Leserbrief in der Luzerner Zeitung vom 03.02.2022

Gerne erinnere ich mich an die Zeit als es in Luzern das Vaterland, die LNN und das Tagblatt gab. Diese drei Tageszeitungen beleuchteten ein Thema jeweils aus verschiedenen Standpunkten und Perspektiven.

Auch im Rontal existierten bis vor einigen Jahren mit Rigi Anzeiger und Rontaler zwei Wochenzeitungen, welche mit journalistischem Handwerk regional berichteten.

Tempi Passati. Heute gibt es noch eine Tages- und eine Wochenzeitung in unserer Region. Die Gründe dafür sind klar. Immer mehr Werbegelder fliessen in neue Kanäle, zuvorderst die digitalen Medien.

Mit dem Medienpaket will der Bund die Vielfalt der Berichterstattung stützen und erhalten. Störend daran ist, dass auch grosse, finanziell gut aufgestellte Medienhäuser davon profitieren.

Kritiker monieren den staatlichen Einfluss auf die unabhängige Berichterstattung. Nur, was ist unabhängig? In den letzten Jahren haben vermehrt Private grosse Zeitungen übernommen und ihren persönlichen Stempel aufgedrückt.

Wenn ich nun also die Wahl habe zwischen einem Produkt, welches mit staatlichen Geldern und klaren Leitplanken versehen ist und einem privat finanzierten Medium, welches oft die Interessen des Geldgebers portiert, ist für mich die Wahl klar.

Sagen wir ja zu einer zeitlich begrenzten Medienunterstützung, von welcher kleinere Schweizer Unternehmen proportional stärker profitieren und die Schweizer Medien grundsätzlich gegenüber der ausländischen Konkurrenz gestärkt werden.

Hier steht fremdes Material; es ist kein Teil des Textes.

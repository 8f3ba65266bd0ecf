//! What a macro sees while it runs.

use std::sync::Arc;

use rive_session::{VariableStore, Vars};

use crate::{CancelToken, MacroError};

/// Per-call context handed to a [`MacroHandler`](crate::MacroHandler).
///
/// Session state is reachable only through `get_uservar`/`set_uservar`,
/// which go through the store's own locking. Once the call is cancelled
/// (timeout or caller request) writes are refused, so a late macro can never
/// change state after its reply was already produced.
#[derive(Clone)]
pub struct MacroContext {
    name: String,
    session_id: String,
    args: Vec<String>,
    store: Arc<VariableStore>,
    cancel: CancelToken,
}

impl MacroContext {
    pub fn new(
        name: impl Into<String>,
        session_id: impl Into<String>,
        args: Vec<String>,
        store: Arc<VariableStore>,
        cancel: CancelToken,
    ) -> Self {
        MacroContext {
            name: name.into(),
            session_id: session_id.into(),
            args,
            store,
            cancel,
        }
    }

    /// Name of the macro being called.
    pub fn name(&self) -> &str {
        &self.name
    }

    /// The user whose reply is being rendered.
    pub fn session_id(&self) -> &str {
        &self.session_id
    }

    /// Positional arguments, already rendered.
    pub fn args(&self) -> &[String] {
        &self.args
    }

    /// Arguments joined by single spaces.
    pub fn message(&self) -> String {
        self.args.join(" ")
    }

    pub fn cancel_token(&self) -> &CancelToken {
        &self.cancel
    }

    pub fn is_cancelled(&self) -> bool {
        self.cancel.is_cancelled()
    }

    pub fn get_uservar(&self, user: &str, key: &str) -> Option<String> {
        self.store.get(user, key)
    }

    pub fn get_uservars(&self, user: &str) -> Option<Vars> {
        self.store.snapshot(user)
    }

    /// Set a variable of any session.
    pub fn set_uservar(&self, user: &str, key: &str, value: &str) -> Result<(), MacroError> {
        if self.is_cancelled() {
            tracing::debug!(macro_name = %self.name, user, key, "dropped write from cancelled macro");
            return Err(MacroError::Cancelled {
                name: self.name.clone(),
            });
        }
        self.store.set(user, key, value);
        Ok(())
    }
}
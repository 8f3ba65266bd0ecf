//! Compiled triggers and topics.

use std::sync::Arc;

use rive_ir::{Pattern, Specificity, Template, TriggerDef};
use rive_patterns::{compile_pattern, compile_template, expand_arrays, Arrays};

use crate::{Condition, LoadError};

/// A compiled trigger with its redirect, conditions and candidate responses.
#[derive(Debug)]
pub struct Trigger {
    source: String,
    pattern: Pattern,
    redirect: Option<Template>,
    conditions: Vec<Condition>,
    responses: Vec<Template>,
}

impl Trigger {
    /// Compile a trigger of `topic` that references no arrays.
    pub fn compile(topic: &str, def: &TriggerDef) -> Result<Self, LoadError> {
        Self::compile_with(topic, def, &Arrays::default())
    }

    /// Compile a trigger of `topic`, expanding `@name` array references first.
    pub fn compile_with(topic: &str, def: &TriggerDef, arrays: &Arrays) -> Result<Self, LoadError> {
        let pattern_error = |source| LoadError::Pattern {
            topic: topic.to_string(),
            trigger: def.pattern.clone(),
            source,
        };
        let expanded = expand_arrays(&def.pattern, arrays).map_err(pattern_error)?;
        let pattern = compile_pattern(&expanded).map_err(pattern_error)?;
        if def.responses.is_empty() && def.conditions.is_empty() && def.redirect.is_none() {
            return Err(LoadError::NoResponses {
                topic: topic.to_string(),
                trigger: def.pattern.clone(),
            });
        }
        let conditions = def
            .conditions
            .iter()
            .map(|line| {
                Condition::parse(line).ok_or_else(|| LoadError::Condition {
                    topic: topic.to_string(),
                    trigger: def.pattern.clone(),
                    condition: line.clone(),
                })
            })
            .collect::<Result<_, _>>()?;
        Ok(Trigger {
            source: def.pattern.clone(),
            pattern,
            redirect: def.redirect.as_deref().map(compile_template),
            conditions,
            responses: def.responses.iter().map(|r| compile_template(r)).collect(),
        })
    }

    /// The trigger as written in the script.
    pub fn source(&self) -> &str {
        &self.source
    }

    pub fn pattern(&self) -> &Pattern {
        &self.pattern
    }

    /// Where the reply is taken from instead, when set.
    pub fn redirect(&self) -> Option<&Template> {
        self.redirect.as_ref()
    }

    /// Conditions in declaration order; the first that holds answers.
    pub fn conditions(&self) -> &[Condition] {
        &self.conditions
    }

    /// Candidate responses. Empty only when the trigger redirects or has
    /// conditions.
    pub fn responses(&self) -> &[Template] {
        &self.responses
    }

    pub fn specificity(&self) -> Specificity {
        self.pattern.specificity()
    }
}

/// A named set of triggers, ranked most specific first.
#[derive(Debug)]
pub struct Topic {
    name: String,
    triggers: Vec<Arc<Trigger>>,
}

impl Topic {
    /// Build a topic from triggers in declaration order.
    ///
    /// The sort is stable, so equally specific triggers keep their
    /// declaration order and the first declared wins.
    pub fn new(name: impl Into<String>, triggers: Vec<Trigger>) -> Self {
        let mut triggers: Vec<Arc<Trigger>> = triggers.into_iter().map(Arc::new).collect();
        triggers.sort_by_key(|t| t.specificity());
        Topic {
            name: name.into(),
            triggers,
        }
    }

    pub fn name(&self) -> &str {
        &self.name
    }

    /// Triggers in match order.
    pub fn triggers(&self) -> &[Arc<Trigger>] {
        &self.triggers
    }

    pub fn len(&self) -> usize {
        self.triggers.len()
    }

    pub fn is_empty(&self) -> bool {
        self.triggers.is_empty()
    }
}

Ein Gedanke zu „Zum Medienpaket

  1. Die Aussage: „mit dem Medienpaket will der Bund die Vielfalt der Berichterstattung stützen und erhalten“ ist falsch.
    Der Bund will alle Medien finanziell bevorteilen, die Schreiben was der Bund wünscht. Dieses Gesetz ist sehr gefährlich.
    Medien müssen unabhängig sein, das ist das Grundgerüst von jeder funktionierenden Demokratie.
    Der Tagesanzeiger und Ringier brauchen das Geld gar nicht, das sind jetzt schon Multimillionäre. Die sind sehr clever und wickeln alle um den Finger. Wer das Gesetz befürwortet stört sich nicht an Abhängigkeiten und verkauft die Meinungsfreiheit. Von der Mitte bin ich schwer enttäuscht.